* Exercise details
Retype all of the entries that appear below, keeping them exactly as they are.

────────────────────

use std::collections::VecDeque;

use shapediff::Introspect;
use shapediff_diff::{DiffOptions, diff, diff_with};
use shapediff_testhelpers::test;

#[test]
fn equal_sequences_have_no_difference() {
    assert!(diff(&vec![1, 2, 3], &vec![1, 2, 3]).is_empty());
    assert!(diff(&Vec::<u8>::new(), &Vec::new()).is_empty());
}

#[test]
fn element_difference_names_the_index() {
    assert_eq!(
        diff(&vec![1, 2, 3], &vec![1, 5, 3]),
        ["Collection[1]:\n|\tExpected: 2\n|\tReceived: 5\n"]
    );
}

#[test]
fn several_elements_are_reported_in_label_order() {
    let messages = diff(&vec!["a", "b", "c"], &vec!["x", "b", "y"]);
    assert_eq!(
        messages,
        [
            "Collection[0]:\n|\tExpected: a\n|\tReceived: x\n",
            "Collection[2]:\n|\tExpected: c\n|\tReceived: y\n",
        ]
    );
}

#[test]
fn different_lengths_are_a_single_count_block() {
    let messages = diff(&vec![1, 2, 3], &vec![9, 2]);
    assert_eq!(
        messages,
        ["Different count:\n|\tReceived: (2) [9, 2]\n|\tExpected: (3) [1, 2, 3]\n"]
    );
}

#[test]
fn count_block_can_omit_values() {
    let options = DiffOptions::new().skip_value_on_count_mismatch(true);
    let messages = diff_with(&vec![1, 2, 3], &vec![1], &options);
    assert_eq!(
        messages,
        ["Different count:\n|\tReceived: (1)\n|\tExpected: (3)\n"]
    );
}

#[test]
fn empty_and_non_empty_are_a_count_mismatch() {
    assert_eq!(
        diff(&Vec::<u8>::new(), &vec![7]),
        ["Different count:\n|\tReceived: (1) [7]\n|\tExpected: (0) []\n"]
    );
}

#[test]
fn arrays_slices_and_deques_behave_like_vectors() {
    assert_eq!(
        diff(&[1, 2], &[1, 3]),
        ["Collection[1]:\n|\tExpected: 2\n|\tReceived: 3\n"]
    );

    let expected: &[i32] = &[1, 2];
    let received: &[i32] = &[1, 2, 3];
    assert_eq!(diff(expected, received).len(), 1);
    assert!(diff(expected, received)[0].starts_with("Different count:\n"));

    let a: VecDeque<u8> = [1, 2].into_iter().collect();
    let b: VecDeque<u8> = [1, 4].into_iter().collect();
    assert_eq!(diff(&a, &b), ["Collection[1]:\n|\tExpected: 2\n|\tReceived: 4\n"]);
}

#[test]
fn records_inside_sequences_recurse() {
    #[derive(Introspect)]
    struct Item {
        sku: &'static str,
        quantity: u32,
    }

    let expected = vec![
        Item {
            sku: "A-1",
            quantity: 1,
        },
        Item {
            sku: "B-2",
            quantity: 2,
        },
    ];
    let received = vec![
        Item {
            sku: "A-1",
            quantity: 1,
        },
        Item {
            sku: "B-2",
            quantity: 3,
        },
    ];
    assert_eq!(
        diff(&expected, &received),
        ["Collection[1]:\n|\tquantity:\n|\t|\tExpected: 2\n|\t|\tReceived: 3\n"]
    );
}

#[test]
fn nested_count_mismatch_is_reported_in_place() {
    #[derive(Introspect)]
    struct Playlist {
        tracks: Vec<u32>,
    }

    let messages = diff(
        &Playlist {
            tracks: vec![1, 2],
        },
        &Playlist { tracks: vec![1] },
    );
    assert_eq!(
        messages,
        ["tracks:\n|\tDifferent count:\n|\t|\tReceived: (1) [1]\n|\t|\tExpected: (2) [1, 2]\n"]
    );
}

────────────────────

* Exercise result
use std::collections::VecDeque;

use shapediff::Introspect;
use shapediff_diff::{DiffOptions, diff, diff_with};
use shapediff_testhelpers::test;

#[test]
fn equal_sequences_have_no_difference() {
    assert!(diff(&vec![1, 2, 3], &vec![1, 2, 3]).is_empty());
    assert!(diff(&Vec::<u8>::new(), &Vec::new()).is_empty());
}

#[test]
fn element_difference_names_the_index() {
    assert_eq!(
        diff(&vec![1, 2, 3], &vec![1, 5, 3]),
        ["Collection[1]:\n|\tExpected: 2\n|\tReceived: 5\n"]
    );
}

#[test]
fn several_elements_are_reported_in_label_order() {
    let messages = diff(&vec!["a", "b", "c"], &vec!["x", "b", "y"]);
    assert_eq!(
        messages,
        [
            "Collection[0]:\n|\tExpected: a\n|\tReceived: x\n",
            "Collection[2]:\n|\tExpected: c\n|\tReceived: y\n",
        ]
    );
}

#[test]
fn different_lengths_are_a_single_count_block() {
    let messages = diff(&vec![1, 2, 3], &vec![9, 2]);
    assert_eq!(
        messages,
        ["Different count:\n|\tReceived: (2) [9, 2]\n|\tExpected: (3) [1, 2, 3]\n"]
    );
}

#[test]
fn count_block_can_omit_values() {
    let options = DiffOptions::new().skip_value_on_count_mismatch(true);
    let messages = diff_with(&vec![1, 2, 3], &vec![1], &options);
    assert_eq!(
        messages,
        ["Different count:\n|\tReceived: (1)\n|\tExpected: (3)\n"]
    );
}

#[test]
fn empty_and_non_empty_are_a_count_mismatch() {
    assert_eq!(
        diff(&Vec::<u8>::new(), &vec![7]),
        ["Different count:\n|\tReceived: (1) [7]\n|\tExpected: (0) []\n"]
    );
}

#[test]
fn arrays_slices_and_deques_behave_like_vectors() {
    assert_eq!(
        diff(&[1, 2], &[1, 3]),
        ["Collection[1]:\n|\tExpected: 2\n|\tReceived: 3\n"]
    );

    let expected: &[i32] = &[1, 2];
    let received: &[i32] = &[1, 2, 3];
    assert_eq!(diff(expected, received).len(), 1);
    assert!(diff(expected, received)[0].starts_with("Different count:\n"));

    let a: VecDeque<u8> = [1, 2].into_iter().collect();
    let b: VecDeque<u8> = [1, 4].into_iter().collect();
    assert_eq!(diff(&a, &b), ["Collection[1]:\n|\tExpected: 2\n|\tReceived: 4\n"]);
}

#[test]
fn records_inside_sequences_recurse() {
    #[derive(Introspect)]
    struct Item {
        sku: &'static str,
        quantity: u32,
    }

    let expected = vec![
        Item {
            sku: "A-1",
            quantity: 1,
        },
        Item {
            sku: "B-2",
            quantity: 2,
        },
    ];
    let received = vec![
        Item {
            sku: "A-1",
            quantity: 1,
        },
        Item {
            sku: "B-2",
            quantity: 3,
        },
    ];
    assert_eq!(
        diff(&expected, &received),
        ["Collection[1]:\n|\tquantity:\n|\t|\tExpected: 2\n|\t|\tReceived: 3\n"]
    );
}

#[test]
fn nested_count_mismatch_is_reported_in_place() {
    #[derive(Introspect)]
    struct Playlist {
        tracks: Vec<u32>,
    }

    let messages = diff(
        &Playlist {
            tracks: vec![1, 2],
        },
        &Playlist { tracks: vec![1] },
    );
    assert_eq!(
        messages,
        ["tracks:\n|\tDifferent count:\n|\t|\tReceived: (1) [1]\n|\t|\tExpected: (2) [1, 2]\n"]
    );
}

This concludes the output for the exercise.